In my life, no one has captured what it was like being raised Catholic better than Jim Carroll. Not Bruce, not Jack, not Billy Joel…Jim Carroll. He wrote great poetry, that should never be forgotten. His song people who died came out when a good friend of mine had just passed away at the age of 21. There was so much anger to lose yourself in that song that it just made sense to play and scream it out on repeat over and over till your family members were concerned . So if for some odd reason you have not memorized all of his songs and poems over the years…this is for you  ……..

Carroll was born to a working-class family of Irish descent, and grew up on New York City’s Lower East Side, and when he was about eleven (in the sixth grade) his family moved north to Inwood in Upper Manhattan where he attended Good Shepherd School.[citation needed] He was taught by the LaSalle Christian Brothers, and his brother in the sixth grade noted that he could write and encouraged him to do so. In fall 1963, he entered public school, but was soon awarded a scholarship to the elite Trinity School.[5] He attended Trinity from 1964–1968.

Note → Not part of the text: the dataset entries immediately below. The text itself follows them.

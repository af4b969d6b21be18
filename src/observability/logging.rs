//! Structured logging.
//!
//! # Responsibilities
//! - Initialize the logging subsystem once at startup
//! - Configure log level from config, with RUST_LOG taking precedence

use tracing_subscriber::{layer::SubscriberExt, util::SubscriberInitExt};

/// Initialize the tracing subscriber.
///
/// `RUST_LOG` wins when set; otherwise the configured level applies to this
/// crate only. Safe to call exactly once.
pub fn init_logging(level: &str) {
    let default_directive = format!("hosts_helper={}", level);
    tracing_subscriber::registry()
        .with(
            tracing_subscriber::EnvFilter::try_from_default_env()
                .unwrap_or_else(|_| default_directive.into()),
        )
        .with(tracing_subscriber::fmt::layer())
        .init();
}
//! Wire types for the helper IPC channel.
//!
//! Requests and responses are JSON objects, one per line. Field names here
//! are the canonical protocol surface; everything else in the helper is an
//! implementation detail.

use std::collections::HashMap;

use chrono::{DateTime, Utc};
use serde::{Deserialize, Serialize};
use serde_json::Value;

/// Operation names accepted by the helper.
pub const OP_WRITE_HOSTS: &str = "write_hosts";
pub const OP_BACKUP_HOSTS: &str = "backup_hosts";
pub const OP_RESTORE_HOSTS: &str = "restore_hosts";
pub const OP_VALIDATE_HOSTS: &str = "validate_hosts";
pub const OP_GET_STATUS: &str = "get_status";

/// The default operation allow-list.
pub fn default_allowed_operations() -> Vec<String> {
    vec![
        OP_WRITE_HOSTS.to_string(),
        OP_BACKUP_HOSTS.to_string(),
        OP_RESTORE_HOSTS.to_string(),
        OP_VALIDATE_HOSTS.to_string(),
        OP_GET_STATUS.to_string(),
    ]
}

/// An inbound request. Immutable once received; consumed exactly once by
/// the validation pipeline.
#[derive(Debug, Clone, Serialize, Deserialize)]
pub struct Request {
    /// Requested operation name.
    pub operation: String,

    /// Opaque identifier of the calling process/session.
    pub client_id: String,

    /// Operation parameters, keyed by name.
    #[serde(default)]
    pub parameters: HashMap<String, Value>,

    /// Client-side creation instant, RFC3339 on the wire. Used for
    /// staleness and clock-skew rejection.
    pub timestamp: DateTime<Utc>,
}

impl Request {
    /// Build a request stamped with the current instant.
    pub fn new(
        operation: impl Into<String>,
        client_id: impl Into<String>,
        parameters: HashMap<String, Value>,
    ) -> Self {
        Self {
            operation: operation.into(),
            client_id: client_id.into(),
            parameters,
            timestamp: Utc::now(),
        }
    }
}

/// An outbound response, constructed by the dispatcher or, on rejection,
/// by the validator path.
#[derive(Debug, Clone, Serialize, Deserialize)]
pub struct Response {
    /// Whether the operation was performed.
    pub success: bool,

    /// Operation-specific result payload.
    #[serde(default, skip_serializing_if = "Option::is_none")]
    pub data: Option<HashMap<String, Value>>,

    /// `CODE: message` on failure, absent on success.
    #[serde(default, skip_serializing_if = "Option::is_none")]
    pub error: Option<String>,

    /// Helper-side response instant.
    pub timestamp: DateTime<Utc>,
}

impl Response {
    /// Successful response carrying a result payload.
    pub fn ok(data: HashMap<String, Value>) -> Self {
        Self {
            success: true,
            data: Some(data),
            error: None,
            timestamp: Utc::now(),
        }
    }

    /// Failed response with a symbolic error code and message.
    pub fn rejected(code: &str, message: &str) -> Self {
        Self {
            success: false,
            data: None,
            error: Some(format!("{}: {}", code, message)),
            timestamp: Utc::now(),
        }
    }

    /// Symbolic code portion of the error, if any.
    pub fn error_code(&self) -> Option<&str> {
        self.error
            .as_deref()
            .and_then(|e| e.split(':').next())
            .map(str::trim)
    }
}

/// A single hosts-file entry as carried in `write_hosts` parameters.
#[derive(Debug, Clone, PartialEq, Eq, Serialize, Deserialize)]
pub struct HostEntry {
    pub ip: String,
    pub hostname: String,

    #[serde(default, skip_serializing_if = "Option::is_none")]
    pub comment: Option<String>,

    #[serde(default)]
    pub enabled: bool,
}
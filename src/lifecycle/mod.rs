//! Lifecycle management subsystem.
//!
//! # Data Flow
//! ```text
//! Shutdown (shutdown.rs):
//!     Signal received → Stop accepting → Drain connections → Exit
//!
//! Signals (signals.rs):
//!     SIGTERM/SIGINT → Trigger graceful shutdown
//! ```
//!
//! # Design Decisions
//! - Ordered shutdown: stop accept, finish in-flight requests, unlink socket

pub mod shutdown;
pub mod signals;

pub use shutdown::Shutdown;
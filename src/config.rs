use crate::{PgReportError, Result};
use clap::Parser;
use serde::{Deserialize, Serialize};
use serde_json::Value;
use std::path::PathBuf;
use std::time::Duration;

#[derive(Parser, Debug, Clone)]
#[command(name = "pgreport")]
#[command(about = "pgreport - paged PostgreSQL report queries over server-side cursors", long_about = None)]
pub struct Config {
    // Database connection
    #[arg(long, env = "PGREPORT_DATABASE_URL", help = "Connection string (key=value or postgres:// URL); overrides the individual connection options")]
    pub database_url: Option<String>,

    #[arg(long, default_value = "localhost", env = "PGREPORT_DB_HOST")]
    pub db_host: String,

    #[arg(long, default_value = "5432", env = "PGREPORT_DB_PORT")]
    pub db_port: u16,

    #[arg(long, default_value = "postgres", env = "PGREPORT_DB_USER")]
    pub db_user: String,

    #[arg(long, default_value = "", env = "PGREPORT_DB_PASSWORD", hide_env_values = true)]
    pub db_password: String,

    #[arg(long, default_value = "postgres", env = "PGREPORT_DB_NAME")]
    pub db_name: String,

    #[arg(long, env = "PGREPORT_DB_SCHEMA", help = "Schema placed on the search_path of every connection")]
    pub db_schema: Option<String>,

    #[arg(long, default_value = "info", env = "PGREPORT_LOG_LEVEL")]
    pub log_level: String,

    // Cursor pool configuration
    #[arg(long, default_value = "10", env = "PGREPORT_MAX_CONNECTIONS", help = "Maximum number of open database connections")]
    pub max_connections: usize,

    #[arg(long, default_value = "30", env = "PGREPORT_IDLE_TIMEOUT", help = "Seconds a session may sit unused before its cursor is closed")]
    pub idle_timeout: u64,

    #[arg(long, default_value = "0", env = "PGREPORT_ABSOLUTE_TIMEOUT", help = "Maximum session lifetime in seconds regardless of activity (0 disables)")]
    pub absolute_timeout: u64,

    #[arg(long, default_value = "10", env = "PGREPORT_REAP_INTERVAL", help = "Interval for idle session sweeps in seconds")]
    pub reap_interval: u64,

    #[arg(long, default_value = "10", env = "PGREPORT_PAGE_SIZE", help = "Default number of rows per page")]
    pub page_size: usize,

    #[arg(long, default_value = "10,25,50,100", value_delimiter = ',', env = "PGREPORT_AVAILABLE_PAGE_SIZES", help = "Selectable page sizes, in cycling order")]
    pub available_page_sizes: Vec<usize>,

    #[arg(long, default_value = "5", env = "PGREPORT_PING_TIMEOUT", help = "Seconds the startup health check may take")]
    pub ping_timeout: u64,

    #[arg(long, default_value = "10", env = "PGREPORT_QUERY_TIMEOUT", help = "Seconds each page request may take")]
    pub query_timeout: u64,

    // Report to page through
    #[arg(short, long, env = "PGREPORT_TEMPLATE", help = "SQL template file to run")]
    pub template: Option<PathBuf>,

    #[arg(short = 'P', long = "param", value_parser = parse_param, help = "Template parameter as name=value; a bare name is set to true")]
    pub params: Vec<(String, Value)>,

    #[arg(long, help = "Session id to page under (generated when absent)")]
    pub session: Option<String>,

    #[arg(long, help = "Run a single bounded query instead of opening a cursor")]
    pub one_shot: bool,

    #[arg(long, help = "Print the rendered SQL and exit without connecting")]
    pub render_only: bool,
}

fn parse_param(raw: &str) -> std::result::Result<(String, Value), String> {
    let (name, value) = match raw.split_once('=') {
        Some((name, value)) => (name.trim(), Value::String(value.to_string())),
        None => (raw.trim(), Value::Bool(true)),
    };
    if name.is_empty() {
        return Err(format!("parameter has no name: {raw:?}"));
    }
    Ok((name.to_string(), value))
}

impl Config {
    /// Get a configuration instance with all values resolved from CLI args and environment variables
    pub fn load() -> Self {
        Config::parse()
    }

    /// Build the PostgreSQL connection settings
    pub fn pg_config(&self) -> Result<tokio_postgres::Config> {
        let mut pg = match &self.database_url {
            Some(url) => url
                .parse::<tokio_postgres::Config>()
                .map_err(|e| PgReportError::Configuration(format!("invalid database url: {e}")))?,
            None => {
                if self.db_host.trim().is_empty() {
                    return Err(PgReportError::Configuration("database host is empty".to_string()));
                }
                if self.db_name.trim().is_empty() {
                    return Err(PgReportError::Configuration("database name is empty".to_string()));
                }
                let mut pg = tokio_postgres::Config::new();
                pg.host(&self.db_host)
                    .port(self.db_port)
                    .user(&self.db_user)
                    .dbname(&self.db_name);
                if !self.db_password.is_empty() {
                    pg.password(&self.db_password);
                }
                pg
            }
        };

        if let Some(schema) = &self.db_schema {
            if schema.is_empty() || !schema.chars().all(|c| c.is_ascii_alphanumeric() || c == '_') {
                return Err(PgReportError::Configuration(format!("invalid schema name: {schema:?}")));
            }
            pg.options(&format!("-c search_path={schema}"));
        }
        pg.application_name("pgreport");
        Ok(pg)
    }

    pub fn pool_config(&self) -> Result<PoolConfig> {
        let config = PoolConfig {
            max_connections: self.max_connections,
            idle_timeout: Duration::from_secs(self.idle_timeout),
            absolute_timeout: (self.absolute_timeout > 0).then(|| Duration::from_secs(self.absolute_timeout)),
            reap_interval: Duration::from_secs(self.reap_interval),
            page_size: self.page_size,
            available_page_sizes: self.available_page_sizes.clone(),
        };
        config.validate()?;
        Ok(config)
    }

    /// Get the startup ping timeout as Duration
    pub fn ping_timeout_duration(&self) -> Duration {
        Duration::from_secs(self.ping_timeout)
    }

    /// Get the per-request timeout as Duration
    pub fn query_timeout_duration(&self) -> Duration {
        Duration::from_secs(self.query_timeout)
    }

    /// Template parameters given on the command line
    pub fn template_params(&self) -> crate::template::Params {
        self.params.iter().cloned().collect()
    }
}

/// Cursor pool settings
#[derive(Debug, Clone, PartialEq, Serialize, Deserialize)]
pub struct PoolConfig {
    pub max_connections: usize,
    pub idle_timeout: Duration,
    /// Sessions older than this are evicted even when active
    pub absolute_timeout: Option<Duration>,
    pub reap_interval: Duration,
    pub page_size: usize,
    pub available_page_sizes: Vec<usize>,
}

impl Default for PoolConfig {
    fn default() -> Self {
        PoolConfig {
            max_connections: 10,
            idle_timeout: Duration::from_secs(30),
            absolute_timeout: None,
            reap_interval: Duration::from_secs(10),
            page_size: 10,
            available_page_sizes: vec![10, 25, 50, 100],
        }
    }
}

impl PoolConfig {
    pub fn validate(&self) -> Result<()> {
        if self.max_connections == 0 {
            return Err(PgReportError::Configuration("max_connections must be at least 1".to_string()));
        }
        if self.page_size == 0 {
            return Err(PgReportError::Configuration("page_size must be at least 1".to_string()));
        }
        if self.available_page_sizes.contains(&0) {
            return Err(PgReportError::Configuration("available_page_sizes may not contain 0".to_string()));
        }
        if self.idle_timeout.is_zero() {
            return Err(PgReportError::Configuration("idle_timeout must be positive".to_string()));
        }
        if self.reap_interval.is_zero() {
            return Err(PgReportError::Configuration("reap_interval must be positive".to_string()));
        }
        Ok(())
    }

    /// The selectable page size after `current`, wrapping around. Falls back
    /// to the default page size when `current` is not selectable.
    pub fn next_page_size(&self, current: usize) -> usize {
        match self.available_page_sizes.iter().position(|&size| size == current) {
            Some(i) => self.available_page_sizes[(i + 1) % self.available_page_sizes.len()],
            None => self.page_size,
        }
    }
}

Apart from being interested in writing, Carroll was an all-star basketball player throughout his grade school and high school career. He entered the “Biddy League” at age 13 and participated in the National High School All Star Game in 1966. During this time, Carroll was living a double life as a heroin addict who prostituted himself to afford his habit but he was also writing poems and attending poetry workshops at St. Mark’s Poetry Project.

He briefly attended Wagner College and Columbia University.[6]

Literary career

While still in high school, Carroll published his first collection of poems, Organic Trains. Already attracting the attention of the local literati, his work began appearing in the Poetry Project’s magazine The World in 1967. Soon his work was being published in elite literary magazines like Paris Review in 1968,[5] and Poetry the following year. In 1970, his second collection of poems, 4 Ups and 1 Down was published, and he started working for Andy Warhol. At first, he was writing film dialogue and inventing character names; later on, Carroll worked as the co-manager of Warhol’s Theater. Carroll’s first publication by a mainstream publisher (Grossman Publishers), the poetry collection Living at the Movies, was published in 1973.[7]

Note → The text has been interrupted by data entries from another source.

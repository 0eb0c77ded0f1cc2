use std::fmt;
use thiserror::Error;

/// Stage of a pool operation, carried by errors to identify where it failed
#[derive(Debug, Clone, Copy, PartialEq, Eq)]
pub enum Phase {
    Acquire,
    Connect,
    Ping,
    Begin,
    Declare,
    Move,
    Fetch,
    Query,
}

impl fmt::Display for Phase {
    fn fmt(&self, f: &mut fmt::Formatter<'_>) -> fmt::Result {
        let name = match self {
            Phase::Acquire => "connection acquire",
            Phase::Connect => "connect",
            Phase::Ping => "ping",
            Phase::Begin => "begin",
            Phase::Declare => "cursor declare",
            Phase::Move => "cursor move",
            Phase::Fetch => "fetch",
            Phase::Query => "query",
        };
        f.write_str(name)
    }
}

#[derive(Debug, Clone, Copy, PartialEq, Eq)]
pub enum CancelReason {
    DeadlineExceeded,
    Cancelled,
}

impl fmt::Display for CancelReason {
    fn fmt(&self, f: &mut fmt::Formatter<'_>) -> fmt::Result {
        match self {
            CancelReason::DeadlineExceeded => f.write_str("deadline exceeded"),
            CancelReason::Cancelled => f.write_str("cancelled by caller"),
        }
    }
}

/// Error reported by the database driver.
///
/// Keeps the SQLSTATE code when the server sent one so callers can tell a
/// syntax error in a rendered template apart from a dropped connection.
#[derive(Debug, Error)]
#[error("{message}")]
pub struct DriverError {
    code: Option<String>,
    message: String,
    #[source]
    source: Option<tokio_postgres::Error>,
}

impl DriverError {
    pub fn new(message: impl Into<String>) -> Self {
        DriverError {
            code: None,
            message: message.into(),
            source: None,
        }
    }

    pub fn with_code(code: impl Into<String>, message: impl Into<String>) -> Self {
        DriverError {
            code: Some(code.into()),
            message: message.into(),
            source: None,
        }
    }

    /// SQLSTATE code, if the server reported one
    pub fn code(&self) -> Option<&str> {
        self.code.as_deref()
    }

    pub fn message(&self) -> &str {
        &self.message
    }
}

impl From<tokio_postgres::Error> for DriverError {
    fn from(err: tokio_postgres::Error) -> Self {
        let code = err.code().map(|c| c.code().to_string());
        let message = match err.as_db_error() {
            Some(db) => match db.detail() {
                Some(detail) => format!("{}: {}", db.message(), detail),
                None => db.message().to_string(),
            },
            None => err.to_string(),
        };
        DriverError {
            code,
            message,
            source: Some(err),
        }
    }
}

In 1978, Carroll published The Basketball Diaries, an autobiographical book concerning his life as a teenager in New York City’s hard drug culture. Diaries is an edited collection of the diaries he kept between the ages of twelve and sixteen, detailing his sexual experiences, high school basketball career, and his addiction to heroin, which began when he was 13.

In 1987, Carroll wrote a second memoir entitled Forced Entries: The Downtown Diaries 1971–1973, continuing his autobiography into his early adulthood in the New York City music and art scene as well as his struggle to kick his drug habit.

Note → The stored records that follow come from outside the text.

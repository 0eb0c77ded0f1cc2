use byteorder::{BigEndian, ReadBytesExt};
use chrono::{DateTime, NaiveDate, NaiveDateTime, NaiveTime, Utc};
use serde_json::Value;
use std::error::Error;
use std::net::{IpAddr, Ipv4Addr, Ipv6Addr};
use tokio_postgres::types::{FromSql, Kind, Type};

type BoxError = Box<dyn Error + Sync + Send>;

const NUMERIC_NEG: u16 = 0x4000;
const NUMERIC_NAN: u16 = 0xC000;
const NUMERIC_PINF: u16 = 0xD000;
const NUMERIC_NINF: u16 = 0xF000;

/// A column value decoded from PostgreSQL's binary format into JSON.
///
/// Accepts every column type. Types without a JSON counterpart keep the text
/// PostgreSQL itself would print, and unknown types fall back to their raw
/// text, or `\x` hex when the payload is not UTF-8.
#[derive(Debug, Clone, PartialEq)]
pub struct PgValue(pub Value);

impl<'a> FromSql<'a> for PgValue {
    fn from_sql(ty: &Type, raw: &'a [u8]) -> Result<Self, BoxError> {
        decode(ty, raw).map(PgValue)
    }

    fn from_sql_null(_: &Type) -> Result<Self, BoxError> {
        Ok(PgValue(Value::Null))
    }

    fn accepts(_: &Type) -> bool {
        true
    }
}

/// Decode one non-null binary value of type `ty`
pub fn decode(ty: &Type, raw: &[u8]) -> Result<Value, BoxError> {
    match ty.kind() {
        Kind::Array(element) => return decode_array(element, raw),
        Kind::Domain(inner) => return decode(inner, raw),
        Kind::Enum(_) => return Ok(text_fallback(raw)),
        _ => {}
    }

    let value = if *ty == Type::BOOL {
        Value::Bool(bool::from_sql(ty, raw)?)
    } else if *ty == Type::INT2 {
        Value::from(i16::from_sql(ty, raw)?)
    } else if *ty == Type::INT4 {
        Value::from(i32::from_sql(ty, raw)?)
    } else if *ty == Type::INT8 {
        Value::from(i64::from_sql(ty, raw)?)
    } else if *ty == Type::OID {
        Value::from(u32::from_sql(ty, raw)?)
    } else if *ty == Type::FLOAT4 {
        float_value(f64::from(f32::from_sql(ty, raw)?))
    } else if *ty == Type::FLOAT8 {
        float_value(f64::from_sql(ty, raw)?)
    } else if *ty == Type::NUMERIC {
        Value::String(numeric_text(raw)?)
    } else if *ty == Type::MONEY {
        Value::String(money_text(i64::from_sql(&Type::INT8, raw)?))
    } else if *ty == Type::BYTEA {
        Value::String(bytes_to_text(raw))
    } else if *ty == Type::JSON || *ty == Type::JSONB {
        Value::from_sql(ty, raw)?
    } else if *ty == Type::UUID {
        Value::String(uuid::Uuid::from_sql(ty, raw)?.to_string())
    } else if *ty == Type::TIMESTAMP {
        match infinity_i64(raw) {
            Some(text) => Value::from(text),
            None => Value::String(timestamp_text(&NaiveDateTime::from_sql(ty, raw)?)),
        }
    } else if *ty == Type::TIMESTAMPTZ {
        match infinity_i64(raw) {
            Some(text) => Value::from(text),
            None => Value::String(DateTime::<Utc>::from_sql(ty, raw)?.to_rfc3339()),
        }
    } else if *ty == Type::DATE {
        match infinity_i32(raw) {
            Some(text) => Value::from(text),
            None => Value::String(NaiveDate::from_sql(ty, raw)?.to_string()),
        }
    } else if *ty == Type::TIME {
        Value::String(NaiveTime::from_sql(ty, raw)?.to_string())
    } else if *ty == Type::TIMETZ {
        Value::String(timetz_text(raw)?)
    } else if *ty == Type::INTERVAL {
        Value::String(interval_text(raw)?)
    } else if *ty == Type::INET || *ty == Type::CIDR {
        Value::String(inet_text(raw, *ty == Type::CIDR)?)
    } else if *ty == Type::CHAR {
        Value::String(char_text(raw))
    } else {
        // text, varchar, bpchar, name, xml and types this decoder does not know
        text_fallback(raw)
    };
    Ok(value)
}

fn float_value(v: f64) -> Value {
    if v.is_finite() {
        Value::from(v)
    } else if v.is_nan() {
        Value::from("NaN")
    } else if v > 0.0 {
        Value::from("Infinity")
    } else {
        Value::from("-Infinity")
    }
}

fn text_fallback(raw: &[u8]) -> Value {
    match std::str::from_utf8(raw) {
        Ok(text) => Value::String(text.to_string()),
        Err(_) => Value::String(format!("\\x{}", hex::encode(raw))),
    }
}

pub(crate) fn bytes_to_text(bytes: &[u8]) -> String {
    String::from_utf8_lossy(bytes).into_owned()
}

pub(crate) fn timestamp_text(ts: &NaiveDateTime) -> String {
    ts.format("%Y-%m-%dT%H:%M:%S%.f").to_string()
}

fn infinity_i64(raw: &[u8]) -> Option<&'static str> {
    match (&raw[..]).read_i64::<BigEndian>().ok()? {
        i64::MAX => Some("infinity"),
        i64::MIN => Some("-infinity"),
        _ => None,
    }
}

fn infinity_i32(raw: &[u8]) -> Option<&'static str> {
    match (&raw[..]).read_i32::<BigEndian>().ok()? {
        i32::MAX => Some("infinity"),
        i32::MIN => Some("-infinity"),
        _ => None,
    }
}

/// Exact decimal text of a binary NUMERIC, at any precision.
///
/// The payload is a header (digit count, weight of the first digit, sign,
/// display scale) followed by base-10000 digits.
pub fn numeric_text(raw: &[u8]) -> Result<String, BoxError> {
    let mut buf = raw;
    let ndigits = buf.read_i16::<BigEndian>()?;
    let weight = i32::from(buf.read_i16::<BigEndian>()?);
    let sign = buf.read_u16::<BigEndian>()?;
    let dscale = buf.read_i16::<BigEndian>()?;

    match sign {
        NUMERIC_NAN => return Ok("NaN".to_string()),
        NUMERIC_PINF => return Ok("Infinity".to_string()),
        NUMERIC_NINF => return Ok("-Infinity".to_string()),
        _ => {}
    }
    if ndigits < 0 || dscale < 0 {
        return Err("invalid numeric header".into());
    }

    let mut digits = Vec::with_capacity(ndigits as usize);
    for _ in 0..ndigits {
        let digit = buf.read_i16::<BigEndian>()?;
        if !(0..10000).contains(&digit) {
            return Err(format!("invalid numeric digit {digit}").into());
        }
        digits.push(digit);
    }
    let digit = |i: i32| -> i16 {
        usize::try_from(i)
            .ok()
            .and_then(|i| digits.get(i).copied())
            .unwrap_or(0)
    };

    let mut text = String::new();
    if sign == NUMERIC_NEG {
        text.push('-');
    }
    if weight < 0 {
        text.push('0');
    } else {
        for i in 0..=weight {
            if i == 0 {
                text.push_str(&digit(i).to_string());
            } else {
                text.push_str(&format!("{:04}", digit(i)));
            }
        }
    }

    let dscale = dscale as usize;
    if dscale > 0 {
        let mut fraction = String::with_capacity(dscale + 4);
        let mut i = weight + 1;
        while fraction.len() < dscale {
            fraction.push_str(&format!("{:04}", digit(i)));
            i += 1;
        }
        fraction.truncate(dscale);
        text.push('.');
        text.push_str(&fraction);
    }
    Ok(text)
}

fn money_text(cents: i64) -> String {
    let sign = if cents < 0 { "-" } else { "" };
    let cents = cents.unsigned_abs();
    format!("{sign}{}.{:02}", cents / 100, cents % 100)
}

fn plural(n: i32, unit: &str) -> String {
    if n == 1 {
        format!("{n} {unit}")
    } else {
        format!("{n} {unit}s")
    }
}

fn clock_text(micros: u64) -> String {
    let hours = micros / 3_600_000_000;
    let minutes = micros / 60_000_000 % 60;
    let seconds = micros / 1_000_000 % 60;
    let fraction = micros % 1_000_000;
    let mut text = format!("{hours:02}:{minutes:02}:{seconds:02}");
    if fraction != 0 {
        text.push('.');
        text.push_str(format!("{fraction:06}").trim_end_matches('0'));
    }
    text
}

/// INTERVAL in PostgreSQL's default output style, e.g. `1 year 2 mons 3 days 04:05:06.5`
pub fn interval_text(raw: &[u8]) -> Result<String, BoxError> {
    let mut buf = raw;
    let micros = buf.read_i64::<BigEndian>()?;
    let days = buf.read_i32::<BigEndian>()?;
    let months = buf.read_i32::<BigEndian>()?;

    let mut parts = Vec::new();
    if months / 12 != 0 {
        parts.push(plural(months / 12, "year"));
    }
    if months % 12 != 0 {
        parts.push(plural(months % 12, "mon"));
    }
    if days != 0 {
        parts.push(plural(days, "day"));
    }
    if micros != 0 || parts.is_empty() {
        let sign = if micros < 0 { "-" } else { "" };
        parts.push(format!("{sign}{}", clock_text(micros.unsigned_abs())));
    }
    Ok(parts.join(" "))
}

fn timetz_text(raw: &[u8]) -> Result<String, BoxError> {
    let mut buf = raw;
    let micros = buf.read_i64::<BigEndian>()?;
    // Stored as seconds west of UTC
    let offset = buf.read_i32::<BigEndian>()?.saturating_neg();

    let micros = u64::try_from(micros).map_err(|_| "invalid timetz")?;
    let sign = if offset < 0 { '-' } else { '+' };
    let offset = offset.unsigned_abs();
    let mut text = format!("{}{sign}{:02}", clock_text(micros), offset / 3600);
    if offset % 3600 != 0 {
        text.push_str(&format!(":{:02}", offset % 3600 / 60));
    }
    Ok(text)
}

/// INET / CIDR: family, prefix bits, cidr flag, address length, address
fn inet_text(raw: &[u8], cidr: bool) -> Result<String, BoxError> {
    if raw.len() < 4 {
        return Err("invalid inet: too short".into());
    }
    let bits = raw[1];
    let address = &raw[4..];
    let (addr, max_bits) = match address.len() {
        4 => (IpAddr::V4(Ipv4Addr::new(address[0], address[1], address[2], address[3])), 32),
        16 => {
            let octets: [u8; 16] = address.try_into()?;
            (IpAddr::V6(Ipv6Addr::from(octets)), 128)
        }
        n => return Err(format!("invalid inet address length {n}").into()),
    };
    if cidr || bits != max_bits {
        Ok(format!("{addr}/{bits}"))
    } else {
        Ok(addr.to_string())
    }
}

/// The single-byte `"char"` type; non-ASCII bytes print as octal escapes
fn char_text(raw: &[u8]) -> String {
    match raw.first() {
        None | Some(0) => String::new(),
        Some(&b) if b.is_ascii() => char::from(b).to_string(),
        Some(&b) => format!("\\{b:03o}"),
    }
}

/// Arrays become (nested) JSON arrays; lower bounds are not kept
fn decode_array(element: &Type, raw: &[u8]) -> Result<Value, BoxError> {
    let mut buf = raw;
    let ndim = buf.read_i32::<BigEndian>()?;
    let _has_nulls = buf.read_i32::<BigEndian>()?;
    let _element_oid = buf.read_u32::<BigEndian>()?;

    let mut dims = Vec::with_capacity(ndim.max(0) as usize);
    for _ in 0..ndim {
        let len = buf.read_i32::<BigEndian>()?;
        let _lower_bound = buf.read_i32::<BigEndian>()?;
        dims.push(usize::try_from(len).map_err(|_| "invalid array dimension")?);
    }
    if dims.is_empty() {
        return Ok(Value::Array(Vec::new()));
    }

    let total: usize = dims.iter().product();
    let mut elements = Vec::with_capacity(total.min(buf.len() / 4));
    for _ in 0..total {
        let len = buf.read_i32::<BigEndian>()?;
        if len < 0 {
            elements.push(Value::Null);
            continue;
        }
        let len = len as usize;
        if buf.len() < len {
            return Err("invalid array: truncated element".into());
        }
        let (item, rest) = buf.split_at(len);
        elements.push(decode(element, item)?);
        buf = rest;
    }
    Ok(nest(&dims, &mut elements.into_iter()))
}

fn nest<I: Iterator<Item = Value>>(dims: &[usize], elements: &mut I) -> Value {
    match dims.split_first() {
        Some((&len, [])) => Value::Array(elements.by_ref().take(len).collect()),
        Some((&len, inner)) => Value::Array((0..len).map(|_| nest(inner, elements)).collect()),
        None => Value::Array(Vec::new()),
    }
}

After working as a musician, Carroll returned to writing full-time in the mid-1980s and began to appear regularly on the spoken word circuit. Starting in 1991, Carroll performed readings from his then-in-progress first novel, The Petting Zoo.[8]

Music career

In 1978, after he moved to California to get a fresh start since kicking his heroin addiction, Carroll formed The Jim Carroll Band, a New Wave/punk rock group, with encouragement from Patti Smith, with whom he once shared an apartment in New York City, along with Robert Mapplethorpe.[9] The band was originally called Amsterdam, and was based in the San Francisco Bay Area. The musicians were Steve Linsley (bass), Wayne Woods (drums), Brian Linsley and Terrell Winn (guitars). They released a single “People Who Died”, from their 1980 debut album, Catholic Boy. The album featured contributions from Allen Lanier and Bobby Keys. In 1982 the song appeared in E.T. the Extra-Terrestrial, from which Carroll received royalties until his death in 2009. The song also appeared in the 1985 Kim Richards vehicle Tuff Turf starring James Spader and Robert Downey Jr., which also featured a cameo appearance by the band, as well as 2004’s Dawn of the Dead. It was featured in the 1995 film The Basketball Diaries (based on Jim Carroll’s autobiography), and was covered by John Cale on his Antártida soundtrack. A condensed, 2-minute, version of the song was made into an animated music video by Daniel D. Cooper, an independent filmmaker/animator, in 2010. The song’s title was based on a poem by Ted Berrigan.[10] Later albums were Dry Dreams (1982) and I Write Your Name (1983), both with contributions from Lenny Kaye and Paul Sanchez. Carroll also collaborated with musicians Lou Reed, Blue Öyster Cult, Boz Scaggs, Ray Manzarek of The Doors, Pearl Jam, Electric Light Orchestra and Rancid.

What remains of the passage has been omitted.